The narrative in which it first appears is one of extraordinary and tragic interest, casting priceless light on the conditions prevailing in those days when "there was no king in Israel" (Jud 19 ). A Levite sojourning on the farther side of Mt. Ephraim was deserted by his concubine who returned to her father’s house in Beth-lehem-judah. Thither he went to persuade her to return. Hospitably entertained by her father, he tarried till the afternoon of the fifth day. The evening was nigh when they came over against Jebus--Jerusalem--but, rejecting his servant’s suggestion that they should lodge in this "city of a stranger"--i.e. the Jebusite--the Levite pressed on, and when they were near to Gibeah the sun set. They entered the city and sat down in the street. The laws of hospitality today do not compel the entertainment of strangers who arrive after sunset. But it may have been through disregard of all law that they were left unbefriended. An old man from Mt. Ephraim took pity on them, invited them to his house, and made himself responsible for their necessities. Then follows the horrible story of outrage upon the Levite’s concubine; the way in which he made known his wrongs to Israel; and the terrible revenge exacted from the Benjamites, who would not give up to justice the miscreants of Gibeah.

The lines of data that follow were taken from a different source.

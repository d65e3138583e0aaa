// SPDX-License-Identifier: GPL-3.0-or-later

//! Text screening heuristics for candidate tracks.
//!
//! These are blunt, deliberately so: a keyword list for re-releases, a digit
//! stripper so titles cannot leak their own year, and a Latin-script
//! plausibility check. None of this is language identification; false
//! positives and negatives are accepted product behavior.

use lazy_static::lazy_static;
use regex::Regex;

/// Keywords that mark an album or title as a compilation, remaster, or
/// special edition. Those releases often carry misleading release years.
const COMPILATION_KEYWORDS: &[&str] = &[
    "greatest hits",
    "best of",
    "collection",
    "anthology",
    "compilation",
    "essentials",
    "hits",
    "singles",
    "retrospective",
    "very best",
    "ultimate",
    "deluxe",
    "remastered",
    "live",
    "remix",
    "acoustic",
    "version",
    "edition",
    "anniversary",
    "remaster",
    "expanded",
    "bonus",
    "special",
    "complete",
    "definitive",
    "gold",
    "platinum",
    "legend",
    "classic",
    "chronicles",
    "archive",
    "re-issue",
    "reissue",
    "re-release",
    "mono",
    "stereo",
    "digitally",
];

lazy_static! {
    // CJK ideographs, kana, Cyrillic, Arabic, Thai, Hangul, Hebrew.
    static ref NON_LATIN: Regex = Regex::new(
        "[\\u{4e00}-\\u{9fff}\\u{3040}-\\u{309f}\\u{30a0}-\\u{30ff}\\u{0400}-\\u{04ff}\\u{0600}-\\u{06ff}\\u{0e00}-\\u{0e7f}\\u{ac00}-\\u{d7af}\\u{0590}-\\u{05ff}]"
    )
    .expect("valid non-latin script pattern");
    static ref ACCENTED_LATIN: Regex =
        Regex::new("[àáâãäåèéêëìíîïòóôõöùúûüñçøæœßðþ]").expect("valid accented pattern");
}

/// Returns true when the text suggests a compilation, remaster, or special
/// edition. Case-insensitive substring match against a fixed keyword list.
pub fn is_compilation_or_remaster(text: &str) -> bool {
    let lowered = text.to_lowercase();
    COMPILATION_KEYWORDS
        .iter()
        .any(|keyword| lowered.contains(keyword))
}

/// Removes every digit from a title so a song cannot reveal its year through
/// its own name. All other characters and spacing are preserved.
pub fn strip_numerals(title: &str) -> String {
    title.chars().filter(|c| !c.is_ascii_digit()).collect()
}

/// Heuristic Latin-script check over the combined title and artist strings.
///
/// Rejects any non-Latin script character outright, and rejects strings where
/// accented-Latin characters make up more than 10% of the length.
pub fn is_plausibly_english(title: &str, artist: &str) -> bool {
    let text = format!("{} {}", title, artist);
    if NON_LATIN.is_match(&text) {
        return false;
    }
    let lowered = text.to_lowercase();
    let accented = ACCENTED_LATIN.find_iter(&lowered).count();
    let total = text.chars().count();
    !(total > 0 && accented as f64 > total as f64 * 0.1)
}
// This Source Code Form is subject to the terms of the Mozilla Public
// License, v. 2.0. If a copy of the MPL was not distributed with this
// file, You can obtain one at https://mozilla.org/MPL/2.0/.

use chrono::{DateTime, FixedOffset, NaiveDateTime, Utc};
use tracing::debug;

use crate::error::ParseError;

use super::document::{Element, parse_document};

const UNTITLED_EPISODE: &str = "Untitled Episode";
const UNKNOWN_AUTHOR: &str = "Unknown";

/// The two document formats understood by the parser
#[derive(Debug, Clone, Copy, PartialEq, Eq)]
pub enum FeedKind {
    Rss,
    Atom,
}

/// Podcast-level fields extracted from a feed
#[derive(Debug, Clone, PartialEq)]
pub struct FeedPodcast {
    pub title: String,
    pub description: String,
    pub link: String,
    pub author: String,
    pub image_url: Option<String>,
    pub feed_url: String,
}

/// A single episode as it appears in a feed
#[derive(Debug, Clone, PartialEq)]
pub struct FeedEpisode {
    /// De-duplication key; never empty
    pub guid: String,
    pub title: String,
    pub description: String,
    /// Empty when the item carries no audio enclosure
    pub audio_url: String,
    /// Seconds
    pub duration: u64,
    pub pub_date: DateTime<Utc>,
    /// Item-level artwork only; the podcast image is applied at ingestion
    pub image_url: Option<String>,
}

/// A parsed feed document
#[derive(Debug, Clone)]
pub struct ParsedFeed {
    pub kind: FeedKind,
    pub podcast: FeedPodcast,
    /// Episodes in document order
    pub episodes: Vec<FeedEpisode>,
}

/// Parse RSS 2.0 or Atom text into a podcast and its episodes
pub fn parse_feed(text: &str, feed_url: &str) -> Result<ParsedFeed, ParseError> {
    let root = parse_document(text)?;

    match classify(&root) {
        Some(FeedKind::Atom) => {
            debug!(feed_url, "Detected Atom feed");
            Ok(parse_atom(&root, feed_url))
        }
        Some(FeedKind::Rss) => {
            debug!(feed_url, "Detected RSS feed");
            parse_rss(&root, feed_url)
        }
        None => Err(ParseError::UnrecognizedFormat),
    }
}

fn classify(root: &Element) -> Option<FeedKind> {
    if root.name() == "feed" {
        Some(FeedKind::Atom)
    } else if root.name() == "rss" || root.name() == "channel" || root.descendant("channel").is_some()
    {
        Some(FeedKind::Rss)
    } else {
        None
    }
}

fn parse_rss(root: &Element, feed_url: &str) -> Result<ParsedFeed, ParseError> {
    let channel = if root.name() == "channel" {
        root
    } else {
        root.descendant("channel").ok_or(ParseError::MissingChannel)?
    };

    let podcast = FeedPodcast {
        title: channel.child_text("title").unwrap_or_default(),
        description: channel.child_text("description").unwrap_or_default(),
        link: channel.child_text("link").unwrap_or_default(),
        author: channel
            .child_text("itunes:author")
            .or_else(|| channel.child_text("managingEditor"))
            .unwrap_or_else(|| UNKNOWN_AUTHOR.to_string()),
        image_url: channel_image_url(channel),
        feed_url: feed_url.to_string(),
    };

    // RSS 1.0 documents keep items beside the channel rather than inside it
    let episodes = root
        .descendants_named("item")
        .into_iter()
        .map(parse_rss_item)
        .collect();

    Ok(ParsedFeed {
        kind: FeedKind::Rss,
        podcast,
        episodes,
    })
}

fn parse_rss_item(item: &Element) -> FeedEpisode {
    let audio_url = item
        .child("enclosure")
        .and_then(|enclosure| enclosure.attr_value("url"))
        .unwrap_or_default();

    let description = item
        .child_text("description")
        .or_else(|| item.child_text("itunes:summary"))
        .or_else(|| item.child_text("content:encoded"))
        .unwrap_or_default();

    FeedEpisode {
        guid: episode_guid(item.child_text("guid"), &audio_url),
        title: item
            .child_text("title")
            .unwrap_or_else(|| UNTITLED_EPISODE.to_string()),
        description,
        duration: item
            .child_text("itunes:duration")
            .map(|raw| parse_duration(&raw))
            .unwrap_or(0),
        pub_date: publication_date(item.child_text("pubDate")),
        image_url: item_image_url(item),
        audio_url,
    }
}

fn parse_atom(feed: &Element, feed_url: &str) -> ParsedFeed {
    let podcast = FeedPodcast {
        title: feed.child_text("title").unwrap_or_default(),
        description: feed.child_text("subtitle").unwrap_or_default(),
        link: feed
            .child("link")
            .and_then(|link| link.attr_value("href"))
            .unwrap_or_default(),
        author: feed
            .child("author")
            .and_then(|author| author.child_text("name"))
            .unwrap_or_else(|| UNKNOWN_AUTHOR.to_string()),
        image_url: feed.child_text("logo").or_else(|| feed.child_text("icon")),
        feed_url: feed_url.to_string(),
    };

    let episodes = feed.children_named("entry").map(parse_atom_entry).collect();

    ParsedFeed {
        kind: FeedKind::Atom,
        podcast,
        episodes,
    }
}

fn parse_atom_entry(entry: &Element) -> FeedEpisode {
    let audio_url = entry
        .children_named("link")
        .find(|link| link.attr("type").is_some_and(|ty| ty.contains("audio")))
        .and_then(|link| link.attr_value("href"))
        .unwrap_or_default();

    FeedEpisode {
        guid: episode_guid(entry.child_text("id"), &audio_url),
        title: entry
            .child_text("title")
            .unwrap_or_else(|| UNTITLED_EPISODE.to_string()),
        description: entry
            .child_text("summary")
            .or_else(|| entry.child_text("content"))
            .unwrap_or_default(),
        duration: entry
            .child_text("itunes:duration")
            .map(|raw| parse_duration(&raw))
            .unwrap_or(0),
        pub_date: publication_date(
            entry
                .child_text("published")
                .or_else(|| entry.child_text("updated")),
        ),
        image_url: item_image_url(entry),
        audio_url,
    }
}

/// Every episode needs a de-duplication key: feed guid, else audio URL,
/// else the current time.
fn episode_guid(guid: Option<String>, audio_url: &str) -> String {
    guid.or_else(|| Some(audio_url.to_string()).filter(|url| !url.is_empty()))
        .unwrap_or_else(|| Utc::now().timestamp_millis().to_string())
}

fn channel_image_url(channel: &Element) -> Option<String> {
    // Vendor attribute form: <itunes:image href="..."/>
    if let Some(href) = channel
        .children_named("image")
        .find_map(|image| image.attr_value("href"))
    {
        return Some(href);
    }

    let image = channel.child("image");

    // Standard RSS form: <image><url>...</url></image>
    if let Some(url) = image.and_then(|image| image.child_text("url")) {
        return Some(url);
    }

    // Bare form: <image>https://...</image>
    if let Some(text) = image
        .map(Element::own_text)
        .filter(|text| !text.is_empty())
    {
        return Some(text);
    }

    channel
        .child("media:thumbnail")
        .and_then(|thumbnail| thumbnail.attr_value("url"))
}

fn item_image_url(item: &Element) -> Option<String> {
    item.children_named("image")
        .find_map(|image| image.attr_value("href"))
        .or_else(|| {
            item.child("media:thumbnail")
                .and_then(|thumbnail| thumbnail.attr_value("url"))
        })
}

/// Parse an episode duration in seconds.
///
/// Accepts plain seconds (`"42"`), `MM:SS` and `H:MM:SS`. Anything else is 0.
pub fn parse_duration(raw: &str) -> u64 {
    let raw = raw.trim();
    if raw.is_empty() {
        return 0;
    }

    let parts: Option<Vec<u64>> = raw
        .split(':')
        .map(|part| {
            let part = part.trim();
            if !part.is_empty() && part.bytes().all(|b| b.is_ascii_digit()) {
                part.parse().ok()
            } else {
                None
            }
        })
        .collect();

    match parts.as_deref() {
        Some([seconds]) => *seconds,
        Some([minutes, seconds]) => minutes.saturating_mul(60).saturating_add(*seconds),
        Some([hours, minutes, seconds]) => hours
            .saturating_mul(3600)
            .saturating_add(minutes.saturating_mul(60))
            .saturating_add(*seconds),
        _ => 0,
    }
}

fn publication_date(raw: Option<String>) -> DateTime<Utc> {
    raw.as_deref()
        .and_then(|raw| {
            let parsed = parse_date(raw);
            if parsed.is_none() {
                debug!(date = raw, "Unparseable publication date, using ingestion time");
            }
            parsed
        })
        .unwrap_or_else(Utc::now)
}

Gibeah was the home of Saul, the first king of Israel, and thither he returned after his election at Mizpah (1Sa 10:26). From Gibeah he summoned Israel to assemble for the relief of Jabesh-gilead, which was threatened by Nahash the Ammonite (1Sa 11:4 ). In the wars of Saul with the Philistines, Gibeah seems to have played a conspicuous part (1Sa 13:15). Here were exposed the bodies of the seven sons of Saul, slain by David’s orders, to appease the Gibeonites, furnishing the occasion for Rizpah’s pathetic vigil (2Sa 21:1 ). Gibeah is mentioned in the description of the Assyrian advance on Jerusalem (Isa 10:29).
The site now generally accepted as that of Gibeah is on Teleil el-Ful, an artificial mound about 4 miles North of Jerusalem, a short distance East of the high road to Shechem. A little way North of Teleil el-Ful, the high road bifurcates, one branch turning eastward to Jeba`, i.e. Geba (which should be read instead of "Gibeah" in Jud 20:31); the other continuing northward to Bethel. Not far from the parting of the ways, on the road to Jeba` lies erRam, corresponding to Ramah (Jud 19:13). At Gibeah, about 30 furlongs from Jerusalem, Titus encamped for the night on his advance against the city from the North Teleil el-Ful quite satisfactorily suits all the data here indicated.
The words in Jud 20:33 rendered by the "the meadows of Gibeah," the (British and American) "Maareh-geba"--simply transliterating--and the Revised Version, margin "the meadow of Geba" (or Gibeah), by a slight emendation of the text, read "from the west of Gibeah," which is certainly correct.